Millions of molecules need to be analyzed-one at a time. That's why it's so time-consuming to do it in one location.
"When you're working on the machine, none of the power is used [for the project]," Aspuru-Guzik said. "It's only when the machine is idle that the software turns on and starts the calculations."
Project Can Cut Research Time from 22 to 2 Years
Using volunteers' computers in the grid to run these numerous calculations can shorten a project that would normally take about 20 to 22 years to just two years, Aspuru-Guzik said.
The IBM World Community Grid currently has about 1 million computers linked to it. IBM created the network a couple of years ago; it might eventually be considered to be among the top 10 most powerful supercomputers in the world, thanks to its sheer size and scope.

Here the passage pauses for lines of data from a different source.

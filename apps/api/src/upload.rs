//! Upload ingestion: pulls the `pdf` file field out of a multipart body and
//! hands it to the PDF extractor.

use std::path::Path;

use axum::{
    extract::{multipart::MultipartRejection, Multipart},
    http::header,
    response::IntoResponse,
};
use bytes::Bytes;
use tempfile::NamedTempFile;
use tokio::io::AsyncWriteExt;
use tracing::{info, warn};

use crate::errors::AppError;
use crate::pdf;

/// Form field carrying the uploaded document.
pub const PDF_FIELD: &str = "pdf";

const PARSE_FAILED: &str = "Error parsing the file";
const NO_FILE: &str = "No file uploaded";

/// A file part spooled to disk for the duration of one request.
///
/// The backing temp file is removed when this value drops, so every exit
/// path of the handler cleans up.
#[derive(Debug)]
pub struct UploadedFile {
    pub file_name: Option<String>,
    pub size: u64,
    spool: NamedTempFile,
}

impl UploadedFile {
    pub fn path(&self) -> &Path {
        self.spool.path()
    }

    pub async fn read_bytes(&self) -> std::io::Result<Bytes> {
        tokio::fs::read(self.path()).await.map(Bytes::from)
    }
}

/// Streams the first file part named `pdf` into a temp file.
///
/// Other parts are skipped. A `pdf` part with no filename is a plain form
/// value, not a file, and is skipped too. An empty part with an empty
/// filename is what browsers send when nothing was chosen.
pub async fn ingest_pdf_field(mut multipart: Multipart) -> Result<UploadedFile, AppError> {
    while let Some(mut field) = multipart.next_field().await.map_err(|e| {
        warn!("Multipart parse failed: {e}");
        AppError::BadRequest(PARSE_FAILED)
    })? {
        if field.name() != Some(PDF_FIELD) {
            continue;
        }
        let Some(file_name) = field.file_name().map(str::to_owned) else {
            continue;
        };

        let spool = NamedTempFile::new()?;
        let mut out = tokio::fs::File::from_std(spool.reopen()?);
        let mut size = 0u64;
        while let Some(chunk) = field.chunk().await.map_err(|e| {
            warn!("Multipart body read failed: {e}");
            AppError::BadRequest(PARSE_FAILED)
        })? {
            out.write_all(&chunk).await?;
            size += chunk.len() as u64;
        }
        out.flush().await?;

        if size == 0 && file_name.is_empty() {
            return Err(AppError::BadRequest(NO_FILE));
        }

        return Ok(UploadedFile {
            file_name: (!file_name.is_empty()).then_some(file_name),
            size,
            spool,
        });
    }

    Err(AppError::BadRequest(NO_FILE))
}

/// POST /upload-pdf
///
/// Multipart body with the document under `pdf`. Responds with the extracted
/// plain text.
pub async fn handle_upload_pdf(
    multipart: Result<Multipart, MultipartRejection>,
) -> Result<impl IntoResponse, AppError> {
    let multipart = multipart.map_err(|e| {
        warn!("Upload rejected before parsing: {}", e.body_text());
        AppError::BadRequest(PARSE_FAILED)
    })?;

    let upload = ingest_pdf_field(multipart).await?;
    info!(
        "Received PDF upload {:?} ({} bytes)",
        upload.file_name.as_deref().unwrap_or("<unnamed>"),
        upload.size
    );

    let text = pdf::extract_text(upload.read_bytes().await?).await?;
    Ok(([(header::CONTENT_TYPE, "text/plain; charset=utf-8")], text))
}
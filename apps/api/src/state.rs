use std::sync::Arc;

use crate::config::Config;
use crate::llm_client::CompletionBackend;

/// Shared application state injected into all route handlers via Axum extractors.
#[derive(Clone)]
pub struct AppState {
    pub config: Arc<Config>,
    /// Completion backend for contract analysis. `None` when `GOOGLE_KEY` is
    /// unset; `/analyze-text` then fails per request instead of at startup.
    pub llm: Option<Arc<dyn CompletionBackend>>,
}

impl AppState {
    pub fn new(config: Config, llm: Option<Arc<dyn CompletionBackend>>) -> Self {
        Self {
            config: Arc::new(config),
            llm,
        }
    }
}
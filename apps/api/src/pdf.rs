//! PDF text extraction: hands an uploaded buffer to `pdf-extract`.

use bytes::Bytes;
use tracing::debug;

use crate::errors::AppError;

/// Extracts plain text from raw PDF bytes.
///
/// Parsing is CPU-bound and runs on the blocking pool. `pdf-extract` can
/// panic on malformed input; a panic surfaces as `PdfParse` like any other
/// parse failure.
pub async fn extract_text(data: Bytes) -> Result<String, AppError> {
    let size = data.len();
    let text = tokio::task::spawn_blocking(move || pdf_extract::extract_text_from_mem(&data))
        .await
        .map_err(|e| AppError::PdfParse(format!("PDF extraction task failed: {e}")))?
        .map_err(|e| AppError::PdfParse(e.to_string()))?;

    debug!("Extracted {} chars from {} byte PDF", text.len(), size);
    Ok(text)
}
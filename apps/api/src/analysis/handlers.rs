//! Axum route handler for contract analysis.

use axum::{extract::State, Json};
use bytes::Bytes;

use crate::analysis::analyzer::{analyze_contract, AnalysisError, AnalyzeRequest};
use crate::analysis::models::ContractAnalysis;
use crate::errors::AppError;
use crate::state::AppState;

/// POST /analyze-text
///
/// Body `{ "text": "..." }`, decoded whatever the `Content-Type` says.
/// Responds with the validated clause array. Every failure, including an
/// unreadable body, is a 500.
pub async fn handle_analyze_text(
    State(state): State<AppState>,
    body: Bytes,
) -> Result<Json<ContractAnalysis>, AppError> {
    let request: AnalyzeRequest = serde_json::from_slice(&body)
        .map_err(|e| AnalysisError::InvalidRequest(e.to_string()))?;
    let backend = state
        .llm
        .as_deref()
        .ok_or(AnalysisError::MissingCredential)?;

    let clauses = analyze_contract(&request.text, backend).await?;
    Ok(Json(clauses))
}
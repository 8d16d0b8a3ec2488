//! Contract analysis: prompt the model, then validate the clauses it returns.

use serde::Deserialize;
use thiserror::Error;
use tracing::info;

use crate::analysis::models::{parse_analysis, ContractAnalysis, SchemaError};
use crate::analysis::prompts::{build_analysis_prompt, contract_analysis_schema};
use crate::llm_client::{CompletionBackend, LlmError};

#[derive(Debug, Deserialize)]
pub struct AnalyzeRequest {
    pub text: String,
}

#[derive(Debug, Error)]
pub enum AnalysisError {
    #[error("invalid request body: {0}")]
    InvalidRequest(String),

    #[error("GOOGLE_KEY is not configured")]
    MissingCredential,

    #[error("LLM call failed: {0}")]
    Llm(#[from] LlmError),

    #[error(transparent)]
    Schema(#[from] SchemaError),
}

/// Runs one analysis: a single completion call, then a strict shape check.
/// A schema violation fails the whole request.
pub async fn analyze_contract(
    text: &str,
    backend: &dyn CompletionBackend,
) -> Result<ContractAnalysis, AnalysisError> {
    let prompt = build_analysis_prompt(text);
    let raw = backend
        .generate_json(&prompt, &contract_analysis_schema())
        .await?;

    let clauses = parse_analysis(&raw)?;
    info!(
        "Contract analysis produced {} clause(s) from {} chars of text",
        clauses.len(),
        text.len()
    );
    Ok(clauses)
}
pub mod analyzer;
pub mod handlers;
pub mod models;
pub mod prompts;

IBM, naturally, includes security software to protect the participants' computers.
"It's a way for people that have computers to do some good for the world," IBM engineer Joe Jasinski said.
Aspuru-Guzik said that about seven volunteers signed
up on the first day. "We hadn't even announced it yet," he said.
The Clean Energy Project is the 11th project to run on the World Community Grid and is one of six active projects currently running.
"We are not asking people to change their habits when using their computer," IBM Vice President of Global Community Initiatives Robin Willner told me. "We've packaged up these services into a mashup of sorts, and it's very safe and secure. And the benefits to the user are wonderful."